Even though the threats of bioterrorism are not considered to be significant, the U.S. authorities develop strategies helping to address anthrax, botulism, and smallpox. All of them belong to the first category of bioterrorism diseases, which means that Bacillus anthracis, Clostridium botulinum, and variola major are extremely easy to disseminate (CDC, 2017). Variola virus that causes smallpox is transmitted through air, whereas the agents of botulism and anthrax are primarily disseminated through contacts with infected animals or food (CDC, 2017). Therefore, numerous methods can be used by bioterrorists to increase the incidence of these diseases.
The signs and symptoms of the three conditions greatly vary since they affect different systems of the body.
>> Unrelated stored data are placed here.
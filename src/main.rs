//! cloudform CLI entrypoint.
//!
//! This is the main entrypoint for the cloudform command-line tool.

use std::io::Write;
use std::path::{Path, PathBuf};
use std::process::ExitCode;
use std::time::Duration;

use cloudform::cfn::{CfnClient, Poller, StackDirectory};
use cloudform::cli::{
    delete_exit_code, deploy_exit_code, error_exit_code, Cli, Commands, LogFormat,
    OutputFormatter, StackArgs, EXIT_OK,
};
use cloudform::config::{
    find_config_file, resolve_template, ConfigParser, ConfigValidator, DeployConfig,
};
use cloudform::deployer::{DeleteOptions, DeployOptions, Deployer};
use cloudform::error::{ConfigError, Result, StackError};
use cloudform::ui::{AnsiPalette, ChangeSetFetcher, PlainPalette};

use clap::Parser;
use tokio_util::sync::CancellationToken;
use tracing::{debug, info, warn};
use tracing_subscriber::EnvFilter;

/// Main entrypoint.
fn main() -> ExitCode {
    let cli = Cli::parse();

    // Initialize logging
    init_logging(cli.verbose, cli.log_format);

    let mut formatter = OutputFormatter::new(cli.output);
    if cli.no_color {
        colored::control::set_override(false);
        formatter = formatter.with_palette(PlainPalette);
    }

    // Run async runtime
    let runtime = match tokio::runtime::Runtime::new() {
        Ok(rt) => rt,
        Err(e) => {
            eprintln!("Failed to create async runtime: {e}");
            return ExitCode::FAILURE;
        }
    };

    match runtime.block_on(run(cli, &formatter)) {
        Ok(code) => ExitCode::from(code),
        Err(e) => {
            eprint!("{}", formatter.format_error(&e));
            ExitCode::from(error_exit_code(&e))
        }
    }
}

/// Initializes the logging system.
///
/// Logs go to stderr so command output on stdout stays machine-readable.
fn init_logging(verbose: bool, format: LogFormat) {
    let filter = EnvFilter::try_from_default_env().unwrap_or_else(|_| {
        if verbose {
            EnvFilter::new("debug")
        } else {
            EnvFilter::new("info")
        }
    });

    let builder = tracing_subscriber::fmt()
        .with_env_filter(filter)
        .with_target(false)
        .with_writer(std::io::stderr);

    match format {
        LogFormat::Json => builder.json().init(),
        LogFormat::Text => builder.init(),
    }
}

/// Main async entry point. Returns the process exit code.
async fn run(cli: Cli, formatter: &OutputFormatter) -> Result<u8> {
    let (config, base_dir) = load_config(&cli, cli.command.stack_args())?;

    let token = CancellationToken::new();
    watch_ctrl_c(token.clone());
    if let Some(timeout) = cli.timeout.map(Duration::from_secs).or_else(|| config.settings.timeout()) {
        cancel_after(token.clone(), timeout);
    }

    let client = CfnClient::from_env(
        config.stack.region.as_deref(),
        config.stack.profile.as_deref(),
    )
    .await
    .with_cancellation(token.clone());
    let poller = Poller::new(config.settings.poll_interval(), token);
    let stack_name = config.stack.name.clone().unwrap_or_default();

    match cli.command {
        Commands::Deploy { yes, .. } => {
            cmd_deploy(&client, poller, &config, &base_dir, yes, cli.no_color, formatter)
                .await
        }
        Commands::Delete { yes, .. } => {
            cmd_delete(&client, poller, &stack_name, config.stack.role_arn.clone(), yes, formatter)
                .await
        }
        Commands::Status { .. } => cmd_status(&client, &poller, &stack_name, formatter).await,
        Commands::Diff { change_set, .. } => {
            let fetcher = ChangeSetFetcher::new(&client, &poller)
                .with_max_depth(config.settings.max_nesting_depth);
            let tree = fetcher.fetch(&stack_name, &change_set).await?;
            print!("{}", formatter.format_diff(&tree));
            Ok(EXIT_OK)
        }
    }
}

/// Loads the deploy file (if any), environment overrides and CLI flags.
///
/// Returns the merged configuration and the directory relative template
/// paths are resolved from.
fn load_config(cli: &Cli, stack: &StackArgs) -> Result<(DeployConfig, PathBuf)> {
    let cwd = std::env::current_dir()?;

    let config_path = match &cli.config {
        Some(path) => Some(path.clone()),
        None => find_config_file(&cwd).ok(),
    };
    let base_dir = config_path
        .as_ref()
        .and_then(|p| p.parent().map(Path::to_path_buf))
        .unwrap_or_else(|| cwd.clone());

    let parser = ConfigParser::new().with_base_path(&base_dir);
    parser.load_dotenv()?;

    let mut config = match &config_path {
        Some(path) => parser.load_with_env(path)?,
        None => {
            debug!("No configuration file found, using flags and environment only");
            let mut config = DeployConfig::default();
            ConfigParser::apply_env_overrides(&mut config, |key| std::env::var(key).ok())?;
            config
        }
    };

    apply_flags(&mut config, cli, stack);

    // Deploy needs a template; diff can find a change set by id alone.
    let validator = match cli.command {
        Commands::Deploy { .. } => ConfigValidator::new().requiring_template(),
        Commands::Diff { .. } => ConfigValidator::new().allowing_missing_stack_name(),
        Commands::Delete { .. } | Commands::Status { .. } => ConfigValidator::new(),
    };
    let result = validator.validate(&config)?;
    for warning in &result.warnings {
        warn!("{warning}");
    }

    Ok((config, base_dir))
}

/// Applies command-line flags over file and environment values.
fn apply_flags(config: &mut DeployConfig, cli: &Cli, stack: &StackArgs) {
    if let Some(name) = &stack.stack_name {
        config.stack.name = Some(name.clone());
    }
    if let Some(role) = &stack.role_arn {
        config.stack.role_arn = Some(role.clone());
    }
    if let Some(region) = &stack.region {
        config.stack.region = Some(region.clone());
    }
    if let Some(profile) = &stack.profile {
        config.stack.profile = Some(profile.clone());
    }

    if let Commands::Deploy {
        template,
        parameters,
        tags,
        ..
    } = &cli.command
    {
        if let Some(template) = template {
            config.stack.template = Some(template.clone());
        }
        config.merge_parameters(parameters.iter().cloned());
        config.merge_tags(tags.iter().cloned());
    }
}

/// Cancels the token on the first Ctrl-C and exits on the second.
fn watch_ctrl_c(token: CancellationToken) {
    tokio::spawn(async move {
        if tokio::signal::ctrl_c().await.is_ok() {
            warn!("Interrupted, cancelling (press Ctrl-C again to exit immediately)");
            token.cancel();
        }
        if tokio::signal::ctrl_c().await.is_ok() {
            std::process::exit(130);
        }
    });
}

/// Cancels the token once the deadline passes.
fn cancel_after(token: CancellationToken, timeout: Duration) {
    tokio::spawn(async move {
        tokio::select! {
            () = token.cancelled() => {}
            () = tokio::time::sleep(timeout) => {
                warn!("Timed out after {}s, cancelling", timeout.as_secs());
                token.cancel();
            }
        }
    });
}

/// Deploy a template through a change set.
async fn cmd_deploy(
    client: &CfnClient,
    poller: Poller,
    config: &DeployConfig,
    base_dir: &Path,
    auto_approve: bool,
    no_color: bool,
    formatter: &OutputFormatter,
) -> Result<u8> {
    let stack_name = config.stack.name.clone().unwrap_or_default();
    let template_arg = config
        .stack
        .template
        .as_deref()
        .ok_or_else(|| ConfigError::MissingValue {
            name: String::from("template"),
        })?;
    let template = resolve_template(template_arg, Some(base_dir))?;

    let options = DeployOptions::new(stack_name, template)
        .with_parameters(config.parameter_list())
        .with_tags(config.tags.clone())
        .with_role_arn(config.stack.role_arn.clone())
        .with_confirm(auto_approve);

    let deployer = Deployer::new(client, poller)
        .with_max_nesting_depth(config.settings.max_nesting_depth);
    let deployer = if no_color {
        deployer.with_palette(PlainPalette)
    } else {
        deployer.with_palette(AnsiPalette)
    };

    let result = deployer.deploy(&options).await?;

    print!("{}", formatter.format_deploy(&result));
    Ok(deploy_exit_code(&result.final_status))
}

/// Delete a stack.
async fn cmd_delete(
    client: &CfnClient,
    poller: Poller,
    stack_name: &str,
    role_arn: Option<String>,
    auto_approve: bool,
    formatter: &OutputFormatter,
) -> Result<u8> {
    // Confirm
    if !auto_approve {
        eprint!("Stack {stack_name} and all its resources will be deleted. Type the stack name to confirm: ");
        std::io::stderr().flush()?;

        let mut input = String::new();
        std::io::stdin().read_line(&mut input)?;

        if input.trim() != stack_name {
            eprintln!("Deletion cancelled.");
            return Err(StackError::UserCancelled.into());
        }
    }

    let deployer = Deployer::new(client, poller);
    let result = deployer
        .delete(&DeleteOptions {
            stack_name: stack_name.to_string(),
            role_arn,
        })
        .await?;

    print!("{}", formatter.format_delete(&result));
    Ok(delete_exit_code(&result.final_status))
}

/// Show a stack and its resources.
async fn cmd_status(
    client: &CfnClient,
    poller: &Poller,
    stack_name: &str,
    formatter: &OutputFormatter,
) -> Result<u8> {
    poller.ensure_active("describing stack")?;
    let stack = client.describe_stack(stack_name).await?;

    let target = stack.id.as_deref().unwrap_or(stack_name);
    poller.ensure_active("describing stack resources")?;
    let resources = client.describe_stack_resources(target).await?;

    info!("Stack {} has {} resources", stack.name, resources.len());
    print!("{}", formatter.format_stack_status(&stack, &resources));

    Ok(EXIT_OK)
}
Being a rare condition, anthrax can manifest itself in various ways depending on the route of transmission; its symptoms can resemble infections after insect bites, gastrointestinal infections, and influenza (CDC, 2017). The symptoms of botulism include significant problems with eyesight, respiratory system, speech, and general weakness.
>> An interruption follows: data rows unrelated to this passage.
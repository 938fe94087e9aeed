use std::{path::PathBuf, sync::Arc};

use utils::config::{ConfigBuilder, ConfigExt};

use crate::{args::CliArgs, config::Config};

#[derive(Clone)]
pub struct TestApp {
    pub config: Arc<Config>,
}

impl Default for TestApp {
    fn default() -> Self {
        Self::new()
    }
}

impl TestApp {
    pub fn zeroed_cli_args() -> CliArgs {
        CliArgs {
            home: Some(tempfile::tempdir().unwrap().path().to_path_buf()),
            // while this technically isn't "zeroed", this purposefully points at a non-existing file
            // so that we don't load a real .env in tests
            dotenv: Some(
                PathBuf::from(env!("CARGO_MANIFEST_DIR"))
                    .join("tests")
                    .join(Config::DIRNAME)
                    .join("non-existant-file"),
            ),
            port: None,
            log_level: Vec::new(),
            host: None,
            words_dir: None,
            cors_allowed_origins: Vec::new(),
            default_palette_points: None,
            max_palette_points: None,
            seed: None,
            jaeger: None,
            prometheus: None,
        }
    }

    pub fn new() -> Self {
        Self::new_with_args(Self::zeroed_cli_args())
    }

    pub fn new_with_args(cli_args: CliArgs) -> Self {
        let config = Arc::new(ConfigBuilder::new(cli_args).build().unwrap());

        utils::init_tracing_tests();

        Self { config }
    }
}
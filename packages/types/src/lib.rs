mod color;
mod http;
mod words;
pub use color::*;
pub use http::*;
pub use words::*;

#[cfg(test)]
mod tests;
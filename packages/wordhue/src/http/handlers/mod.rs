mod color;
mod config;
mod everything;
mod health;
mod hello;
mod not_found;
pub(crate) mod openapi;
mod palette;
mod words;

pub use color::handle_random_color;
pub use config::handle_config;
pub use everything::handle_random_everything;
pub use health::handle_health;
pub use hello::handle_hello;
pub use not_found::{handle_not_found, handle_root};
pub use palette::handle_color_palette;
pub use words::{handle_random_noun, handle_random_verb, handle_word_by_category};

/// Query values that are present but blank count as absent
pub(crate) fn non_empty(value: Option<String>) -> Option<String> {
    value.filter(|value| !value.trim().is_empty())
}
The signs of smallpox are the combination of flu-like symptoms, eyesight problems, and severe skin issues (CDC, 2017). As for prevalence and incidence, smallpox and anthrax are relatively rare if compared to botulism given that the latter is related to improper food handling and preservation (CDC, 2017). In terms of treatment, all diseases are prevented with the help of vaccines and recommendations concerning food preparation, contacts with animals, and animal vaccination.
The chosen diseases are quite different in relation to their impact on the population. The primary differences relate to the risks of death that are the largest for people with anthrax and the lowest for botulism patients (CDC, 2017). Taking into account the importance of prevention recommendations and vaccination, community health nurses play a significant role in addressing the threats of epidemics. For example, they can actively participate in the dissemination of education materials and teach people about the principles of self-care peculiar to these diseases.
CDC. (2017). Bioterrorism agents/diseases. Web.